Mental health awareness is more than just a one day thing, obviously.  I know that, you know that, Bell knows that.  Bell can't, nor are they trying to cure mental illness.  They aren't trying to brand mental health as theirs, nor can they take full credit, much credit at all for success stories.  But I will tell you what they are doing, from someone who knows what it's like to shut themselves off from the world.  They are in the business of connecting us.  Whether it's through radio, television, internet, phones, whatever.  They are providing the world with a service that allows people to talk to each other.  They aren't the only ones who do this, probably not the cheapest, and without knowing their track record, I'm sure there are other companies with tidier backyards, but yesterday they extended a hand down to the kind of person I used to be.  

How dare some of you try and slap that hand away.  Strong words? Yes, but now you know where I stand. And yes, it is personal, as badly as I don't want it to be, it is.

Yesterday someone tweeted "By tweeting #BellLetsTalk, you're mindlessly conforming to Bell's weak yet empathetic way of promoting their own company #commstudentfact"

I responded with "Another side effect of that hash tag? People are finding support, and are mindfully discussing their mental health issues."

I received no counter argument, no retort, nothing.  Because I'm not wrong here.  Are people trying to use logic against an extremely volatile, and emotional group of people?

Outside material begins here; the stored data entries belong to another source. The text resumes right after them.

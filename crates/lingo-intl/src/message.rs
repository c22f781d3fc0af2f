//! Positional-argument interpolation with locale-aware numeric grouping.

/// A positional argument supplied to [`Translator::translate`].
///
/// Numeric variants render with thousands grouping in the active locale;
/// strings render verbatim.
///
/// [`Translator::translate`]: crate::Translator::translate
#[derive(Debug, Clone, PartialEq)]
pub enum Argument {
    /// A signed integer.
    Int(i64),
    /// An unsigned integer.
    Uint(u64),
    /// A floating-point number; the fraction is never grouped.
    Float(f64),
    /// A plain string, rendered as supplied.
    Str(String),
}

impl Argument {
    /// Render the argument with `separator` as the grouping character.
    pub fn render(&self, separator: char) -> String {
        match self {
            Self::Int(value) => group_digits(&value.to_string(), separator),
            Self::Uint(value) => group_digits(&value.to_string(), separator),
            Self::Float(value) => {
                let rendered = value.to_string();
                match rendered.split_once('.') {
                    Some((whole, fraction)) => {
                        format!("{}.{fraction}", group_digits(whole, separator))
                    }
                    None => group_digits(&rendered, separator),
                }
            }
            Self::Str(value) => value.clone(),
        }
    }
}

impl From<i64> for Argument {
    fn from(value: i64) -> Self {
        Self::Int(value)
    }
}

impl From<i32> for Argument {
    fn from(value: i32) -> Self {
        Self::Int(i64::from(value))
    }
}

impl From<u64> for Argument {
    fn from(value: u64) -> Self {
        Self::Uint(value)
    }
}

impl From<u32> for Argument {
    fn from(value: u32) -> Self {
        Self::Uint(u64::from(value))
    }
}

impl From<usize> for Argument {
    fn from(value: usize) -> Self {
        Self::Uint(value as u64)
    }
}

impl From<f64> for Argument {
    fn from(value: f64) -> Self {
        Self::Float(value)
    }
}

impl From<&str> for Argument {
    fn from(value: &str) -> Self {
        Self::Str(value.to_string())
    }
}

impl From<String> for Argument {
    fn from(value: String) -> Self {
        Self::Str(value)
    }
}

/// Build a `Vec<Argument>` from a list of values convertible into
/// [`Argument`].
///
/// ```
/// use lingo_intl::{args, Argument};
///
/// let args = args![1337, "mana"];
/// assert_eq!(args, vec![Argument::Int(1337), Argument::Str("mana".into())]);
/// ```
#[macro_export]
macro_rules! args {
    () => {
        ::std::vec::Vec::<$crate::Argument>::new()
    };
    ($($value:expr),+ $(,)?) => {
        <[_]>::into_vec(::std::boxed::Box::new([
            $($crate::Argument::from($value)),+
        ]))
    };
}

/// Replace literal `{index}` placeholders in `template` with the rendered
/// positional arguments.
///
/// A placeholder whose index has no corresponding argument is left
/// unresolved so that partial invocation is possible; extra arguments beyond
/// the highest index are ignored.
pub fn interpolate(template: &str, args: &[Argument], separator: char) -> String {
    let mut out = String::with_capacity(template.len());
    let mut rest = template;

    while let Some(open) = rest.find('{') {
        out.push_str(&rest[..open]);
        let tail = &rest[open..];

        let placeholder = tail.find('}').and_then(|close| {
            let inner = &tail[1..close];
            let is_index = !inner.is_empty() && inner.bytes().all(|b| b.is_ascii_digit());

            is_index
                .then(|| inner.parse::<usize>().ok())
                .flatten()
                .map(|index| (close, index))
        });

        match placeholder {
            Some((close, index)) => {
                match args.get(index) {
                    Some(arg) => out.push_str(&arg.render(separator)),
                    // No argument for this index: leave the token unresolved.
                    None => out.push_str(&tail[..=close]),
                }
                rest = &tail[close + 1..];
            }
            None => {
                out.push('{');
                rest = &tail[1..];
            }
        }
    }

    out.push_str(rest);
    out
}

fn group_digits(value: &str, separator: char) -> String {
    let (sign, digits) = value
        .strip_prefix('-')
        .map_or(("", value), |digits| ("-", digits));

    // Exponent-form floats are passed through untouched.
    if !digits.bytes().all(|b| b.is_ascii_digit()) {
        return value.to_string();
    }

    let mut grouped = String::with_capacity(value.len() + digits.len() / 3);
    grouped.push_str(sign);

    let lead = digits.len() % 3;
    for (i, ch) in digits.chars().enumerate() {
        if i != 0 && (i + 3 - lead) % 3 == 0 {
            grouped.push(separator);
        }
        grouped.push(ch);
    }

    grouped
}

#[cfg(test)]
mod tests {
    use super::*;

    #[test]
    fn test_grouping() {
        assert_eq!(Argument::Int(0).render(','), "0");
        assert_eq!(Argument::Int(666).render(','), "666");
        assert_eq!(Argument::Int(1337).render(','), "1,337");
        assert_eq!(Argument::Int(-1337).render(','), "-1,337");
        assert_eq!(Argument::Uint(1_234_567).render(','), "1,234,567");
        assert_eq!(Argument::Int(1337).render('.'), "1.337");
    }

    #[test]
    fn test_float_fraction_not_grouped() {
        assert_eq!(Argument::Float(1234.5).render(','), "1,234.5");
        assert_eq!(Argument::Float(2.0).render(','), "2");
    }

    #[test]
    fn test_interpolate_positional() {
        let rendered = interpolate(
            "{0} health, {1} energy, {2} damage",
            &args![1337, 666, 255],
            ',',
        );

        assert_eq!(rendered, "1,337 health, 666 energy, 255 damage");
    }

    #[test]
    fn test_interpolate_string_arguments() {
        assert_eq!(
            interpolate("Hello {0}!", &args!["World"], ','),
            "Hello World!"
        );
    }

    #[test]
    fn test_missing_argument_left_unresolved() {
        assert_eq!(
            interpolate("{0} of {1}", &args![3], ','),
            "3 of {1}"
        );
    }

    #[test]
    fn test_extra_arguments_ignored() {
        assert_eq!(interpolate("{0}", &args![1, 2, 3], ','), "1");
    }

    #[test]
    fn test_non_placeholder_braces_kept() {
        assert_eq!(interpolate("{foo} {0}", &args![7], ','), "{foo} 7");
        assert_eq!(interpolate("open { brace", &args![], ','), "open { brace");
        assert_eq!(interpolate("{-1}", &args![5], ','), "{-1}");
    }

    #[test]
    fn test_no_args_returns_template() {
        assert_eq!(
            interpolate("{0} health, {1} energy, {2} damage", &args![], ','),
            "{0} health, {1} energy, {2} damage"
        );
    }
}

Yes.  So the results aren't going to be pretty, nor are they going to get the results they want.  I don't condone people telling others to fuck off simply for having an opinion (unless it's something truly heinous), but there were a lot of times yesterday where I bit my tongue.  There are so many good people out there, and while it broke my heart a bit to see this side of the initiative bring this opinion out of people, I am willing, on some level to see the strangeness of it all.  

The fact that it takes a giant media group to promote talks of mental health, and try to dissolve the stigma of weakness associated with mental health disorders could be viewed as strange.  But that's the sad state of affairs.  If it takes a sponsored effort to save lives, and help others, then sign me up for it, I thank them.  And will continue to do so until people who need anti-depressants, don't feel worse for thinking they need them.

Sometimes, people, the soapboxes need to be stowed. I'm sorry that all you saw yesterday was a marketing ploy.  From where I stand, your cynicism only attacked the spirit of that campaign, which is a shame.  The spirit of the campaign was a beautiful, beautiful thing.

From someone who spent almost an entire year of their life hating themselves. Reminding themselves every. single. day of that year, how worthless they think they are, how much of a screw up they are, and how they've made a mess of everything in their life, and others, I am telling you that's not what it was about.

My intention with writing this piece was to tell my story, and tell people about the other side of that day.  If you're not a fan of big business, or Bell, or anything like that, I can't argue with you on that, nor will I. 

My story has a happy ending.  My experience with serious depression was brief, and I was lucky, and very grateful for the support I had from my parents, and brothers, who eventually figured out what it was I needed. Once they knew, and I knew, everything started coming together. I love you guys with everything I have, Geoff, Mike.

Want to know how it ended?  I shaved my head, my beard, and jumped out of a plane.

Then I moved to Victoria. The rest is history.

I love you all very much. Every. One.